use crate::game::ClientGameState;
use crate::input::{InputCommand, InputManager};
use bincode::{deserialize, serialize};
use log::{debug, error, info, warn};
use shared::action::ActionCatalog;
use shared::connection::{
    ConnectionConfig, ConnectionError, ConnectionManager, ConnectionNotice, ConnectionStateKind,
    SceneLoader, Transport, MAIN_MENU_SCENE,
};
use shared::{ClientId, ConnectStatus, Packet};
use std::net::{SocketAddr, ToSocketAddrs};
use std::sync::Arc;
use std::time::{Duration, Instant, SystemTime, UNIX_EPOCH};
use tokio::net::UdpSocket;
use tokio::time::interval;

/// How long a join may go unanswered before it counts as failed.
pub const DEFAULT_CONNECT_TIMEOUT: Duration = Duration::from_secs(5);
/// Silence from a connected host after which the connection counts as lost.
pub const DEFAULT_SERVER_TIMEOUT: Duration = Duration::from_secs(5);

/// Client side of the UDP transport.
///
/// Every start binds a fresh socket and sends the join request; the
/// [`Client`] reads from whatever socket is current and tells the transport
/// when the host answered.
#[derive(Debug, Default)]
pub struct UdpClientTransport {
    endpoint: Option<(String, u16)>,
    connection_data: Vec<u8>,
    socket: Option<Arc<UdpSocket>>,
    /// Blocking-free handle on the same socket for sends made outside the
    /// async loop (join and goodbye).
    sender: Option<std::net::UdpSocket>,
    server_addr: Option<SocketAddr>,
    client_id: Option<ClientId>,
    disconnect_reason: Option<ConnectStatus>,
    started_at: Option<Instant>,
    last_received: Option<Instant>,
}

impl UdpClientTransport {
    pub fn new() -> Self {
        Self::default()
    }

    pub fn socket(&self) -> Option<Arc<UdpSocket>> {
        self.socket.clone()
    }

    /// Where packets go: the current socket and the host's address.
    pub fn route(&self) -> Option<(Arc<UdpSocket>, SocketAddr)> {
        Some((self.socket.clone()?, self.server_addr?))
    }

    pub fn is_connected(&self) -> bool {
        self.client_id.is_some() && self.socket.is_some()
    }

    /// The host let us in under `client_id`.
    pub fn mark_connected(&mut self, client_id: ClientId) {
        self.client_id = Some(client_id);
        self.started_at = None;
        self.last_received = Some(Instant::now());
    }

    pub fn mark_received(&mut self) {
        self.last_received = Some(Instant::now());
    }

    pub fn set_disconnect_reason(&mut self, reason: Option<ConnectStatus>) {
        self.disconnect_reason = reason;
    }

    /// How long the pending join has gone unanswered.
    pub fn waiting_for_reply(&self) -> Option<Duration> {
        if self.client_id.is_some() || self.socket.is_none() {
            return None;
        }
        self.started_at.map(|started| started.elapsed())
    }

    /// How long a connected host has been silent.
    pub fn silent_for(&self) -> Option<Duration> {
        if !self.is_connected() {
            return None;
        }
        self.last_received.map(|heard| heard.elapsed())
    }

    /// Drops the connection without telling the host, which is gone or has
    /// already dropped us.
    pub fn abandon(&mut self) {
        self.socket = None;
        self.sender = None;
        self.client_id = None;
        self.started_at = None;
    }

    /// Binds a fresh socket, returning the async half for the client loop
    /// and a std handle on the same socket for immediate sends.
    fn bind(&self, server_addr: SocketAddr) -> std::io::Result<(UdpSocket, std::net::UdpSocket)> {
        let local: SocketAddr = if server_addr.is_ipv4() {
            SocketAddr::from(([0, 0, 0, 0], 0))
        } else {
            SocketAddr::from(([0u16; 8], 0))
        };
        let socket = std::net::UdpSocket::bind(local)?;
        socket.set_nonblocking(true)?;
        let sender = socket.try_clone()?;
        Ok((UdpSocket::from_std(socket)?, sender))
    }
}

Exercise goal
Write out all of the records word for word.

Exercise result
use crate::game::ClientGameState;
use crate::input::{InputCommand, InputManager};
use bincode::{deserialize, serialize};
use log::{debug, error, info, warn};
use shared::action::ActionCatalog;
use shared::connection::{
    ConnectionConfig, ConnectionError, ConnectionManager, ConnectionNotice, ConnectionStateKind,
    SceneLoader, Transport, MAIN_MENU_SCENE,
};
use shared::{ClientId, ConnectStatus, Packet};
use std::net::{SocketAddr, ToSocketAddrs};
use std::sync::Arc;
use std::time::{Duration, Instant, SystemTime, UNIX_EPOCH};
use tokio::net::UdpSocket;
use tokio::time::interval;

/// How long a join may go unanswered before it counts as failed.
pub const DEFAULT_CONNECT_TIMEOUT: Duration = Duration::from_secs(5);
/// Silence from a connected host after which the connection counts as lost.
pub const DEFAULT_SERVER_TIMEOUT: Duration = Duration::from_secs(5);

/// Client side of the UDP transport.
///
/// Every start binds a fresh socket and sends the join request; the
/// [`Client`] reads from whatever socket is current and tells the transport
/// when the host answered.
#[derive(Debug, Default)]
pub struct UdpClientTransport {
    endpoint: Option<(String, u16)>,
    connection_data: Vec<u8>,
    socket: Option<Arc<UdpSocket>>,
    /// Blocking-free handle on the same socket for sends made outside the
    /// async loop (join and goodbye).
    sender: Option<std::net::UdpSocket>,
    server_addr: Option<SocketAddr>,
    client_id: Option<ClientId>,
    disconnect_reason: Option<ConnectStatus>,
    started_at: Option<Instant>,
    last_received: Option<Instant>,
}

impl UdpClientTransport {
    pub fn new() -> Self {
        Self::default()
    }

    pub fn socket(&self) -> Option<Arc<UdpSocket>> {
        self.socket.clone()
    }

    /// Where packets go: the current socket and the host's address.
    pub fn route(&self) -> Option<(Arc<UdpSocket>, SocketAddr)> {
        Some((self.socket.clone()?, self.server_addr?))
    }

    pub fn is_connected(&self) -> bool {
        self.client_id.is_some() && self.socket.is_some()
    }

    /// The host let us in under `client_id`.
    pub fn mark_connected(&mut self, client_id: ClientId) {
        self.client_id = Some(client_id);
        self.started_at = None;
        self.last_received = Some(Instant::now());
    }

    pub fn mark_received(&mut self) {
        self.last_received = Some(Instant::now());
    }

    pub fn set_disconnect_reason(&mut self, reason: Option<ConnectStatus>) {
        self.disconnect_reason = reason;
    }

    /// How long the pending join has gone unanswered.
    pub fn waiting_for_reply(&self) -> Option<Duration> {
        if self.client_id.is_some() || self.socket.is_none() {
            return None;
        }
        self.started_at.map(|started| started.elapsed())
    }

    /// How long a connected host has been silent.
    pub fn silent_for(&self) -> Option<Duration> {
        if !self.is_connected() {
            return None;
        }
        self.last_received.map(|heard| heard.elapsed())
    }

    /// Drops the connection without telling the host, which is gone or has
    /// already dropped us.
    pub fn abandon(&mut self) {
        self.socket = None;
        self.sender = None;
        self.client_id = None;
        self.started_at = None;
    }

    /// Binds a fresh socket, returning the async half for the client loop
    /// and a std handle on the same socket for immediate sends.
    fn bind(&self, server_addr: SocketAddr) -> std::io::Result<(UdpSocket, std::net::UdpSocket)> {
        let local: SocketAddr = if server_addr.is_ipv4() {
            SocketAddr::from(([0, 0, 0, 0], 0))
        } else {
            SocketAddr::from(([0u16; 8], 0))
        };
        let socket = std::net::UdpSocket::bind(local)?;
        socket.set_nonblocking(true)?;
        let sender = socket.try_clone()?;
        Ok((UdpSocket::from_std(socket)?, sender))
    }
}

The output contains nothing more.